Some say the world will end in fire, and some say the world will end with a serial killer on ice

*Jason X
*Starring Kane Hodder, Lexa Doig and Lisa Ryder
*Written by Todd Farmer
*Directed by Jim Isaac
*New Line Cinema
*R
*Opens April 26

By Patrick Lee

I n the near future, the government has captured hockey-masked serial killer Jason Voorhees (Hodder) and holds him at the Crystal Lake Research Facility, where he will be cryogenically frozen for eternity. At least that's what project director Rowan (Doig) hopes. But Dr. Wimmer (David Cronenberg) wants to study Jason's unique regenerative abilities for possible military applications.

Our Pick: C+

Their debate becomes moot when Jason frees himself and massacres Wimmer and his military team. Rowan lures Jason into the cryo-chamber. She initiates the freezing process—but not before being mortally wounded and ending up frozen herself.

Flash forward to the year 2455. A team of young archaeology students, led by Prof. Lowe (Jonathan Potts) and the tech android Kay-Em 14 (Ryder), has traveled to old Earth to explore for artifacts. Earth is a dead planet, ravaged by environmental disaster, and only ruins remain. The students are amazed to discover the still-intact cryo-chamber, with Rowan and the hulking mystery man still in the deep freeze.

Returning to their orbiting ship, the Grendel, the team revives Rowan. Jason lies on a slab, where he's examined by the comely blonde student, Adrienne (Kristi Angus), who is unaware that Jason is twitching.

As the ship heads toward the space station Solaris, the randy teens quickly pair up for some extracurricular biology study. As they do, Jason awakes. After murdering Adrienne and other students, he catches the attention of the ship's military contingent, led by Sgt. Brodski (Peter Mensah). Prof. Lowe wants Jason alive, so he can sell him to a museum. But Brodski wants to take him apart.

Easier said than done. As the commandos prowl the Grendel's darkened hallways, Jason picks them off one by one. Only Rowan, with her unique knowledge of Jason's past, and the supercharged Kay-Em will give the remaining crew members a chance to survive Jason's new rampage.

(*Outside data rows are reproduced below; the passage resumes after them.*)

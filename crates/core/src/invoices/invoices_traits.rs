use async_trait::async_trait;

use super::invoices_model::{
    CreatedInvoice, Invoice, InvoiceStatus, NewInvoice, ReconcileReport,
};
use crate::errors::Result;

#[async_trait]
pub trait InvoiceRepositoryTrait: Send + Sync {
    /// Newest first, items included.
    fn list(&self, user_id: &str) -> Result<Vec<Invoice>>;
    fn get_by_id(&self, user_id: &str, invoice_id: &str) -> Result<Invoice>;
    /// Inserts the invoice and its items. The total is computed from the items.
    async fn create(&self, user_id: &str, new_invoice: NewInvoice) -> Result<Invoice>;
    async fn set_income(
        &self,
        user_id: &str,
        invoice_id: &str,
        income_id: Option<String>,
    ) -> Result<Invoice>;
    async fn update_status(
        &self,
        user_id: &str,
        invoice_id: &str,
        status: InvoiceStatus,
    ) -> Result<Invoice>;
    /// Deletes the invoice and its items, returning the number of invoices removed.
    async fn delete(&self, user_id: &str, invoice_id: &str) -> Result<usize>;
}

#[async_trait]
pub trait InvoiceServiceTrait: Send + Sync {
    fn list_invoices(&self, user_id: &str) -> Result<Vec<Invoice>>;
    fn get_invoice(&self, user_id: &str, invoice_id: &str) -> Result<Invoice>;
    /// Creates the invoice and books its income.
    async fn create_invoice(&self, user_id: &str, new_invoice: NewInvoice)
        -> Result<CreatedInvoice>;
    async fn update_status(
        &self,
        user_id: &str,
        invoice_id: &str,
        status: InvoiceStatus,
    ) -> Result<Invoice>;
    /// Deletes the invoice together with its income.
    async fn delete_invoice(&self, user_id: &str, invoice_id: &str) -> Result<()>;
    /// Books incomes for every invoice that has none.
    async fn reconcile_invoices(&self, user_id: &str) -> Result<ReconcileReport>;
}
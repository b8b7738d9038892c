//! Shared fixtures for repository tests.

use std::sync::Arc;

use hivebook_core::users::{NewUser, User, UserRepositoryTrait};
use tempfile::TempDir;

use crate::db::{create_pool, run_migrations, spawn_writer, DbPool, WriteHandle};
use crate::users::UserRepository;

/// Migrated database in a temp dir. Keep the `TempDir` alive for the test.
pub async fn setup_db() -> (Arc<DbPool>, WriteHandle, TempDir) {
    let temp_dir = tempfile::tempdir().expect("Failed to create temp directory");
    let db_path = temp_dir.path().join("test.db");
    let pool = create_pool(&db_path.to_string_lossy()).expect("Failed to create pool");
    run_migrations(&pool).expect("Failed to run migrations");
    let writer = spawn_writer((*pool).clone()).expect("Failed to start writer");
    (pool, writer, temp_dir)
}

pub async fn create_test_user(pool: &Arc<DbPool>, writer: &WriteHandle, external_id: &str) -> User {
    UserRepository::new(pool.clone(), writer.clone())
        .create_or_get(NewUser {
            external_id: external_id.to_string(),
            email: None,
            display_name: None,
        })
        .await
        .expect("Failed to create test user")
}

A X file that's a real killer

Jason X, from original Friday the 13th creator and executive producer Sean S. Cunningham, is the 10th installment in the franchise that created the slasher genre. After eight increasingly lackluster sequels, Cunningham and director Isaac literally had nowhere else to go with the story than into the future and into outer space—and the result, surprisingly, doesn't suck.

Saying that Jason X is one of the better Friday the 13th movies is like saying melanoma is one of the better cancers, and the film won't hold much attraction for anyone who isn't a fan of the series or the subgenre. That said, Jason X manages to resurrect the series, much as the students revive the masked serial killer himself, with breezy storytelling, attractive players, a modicum of self-referential snarkiness, creatively staged killings and visual effects that impress, given the film's less-than $15 million budget.

Isaac started his career as a special-effects and creature wrangler on films from Return of the Jedi to David Cronenberg's The Fly, which explains the Canadian horror auteur's cameo in Jason X. Isaac brings the sensibility of a genre geek to Jason X, making the most of the SF setting and visuals, and he doesn't take things too seriously.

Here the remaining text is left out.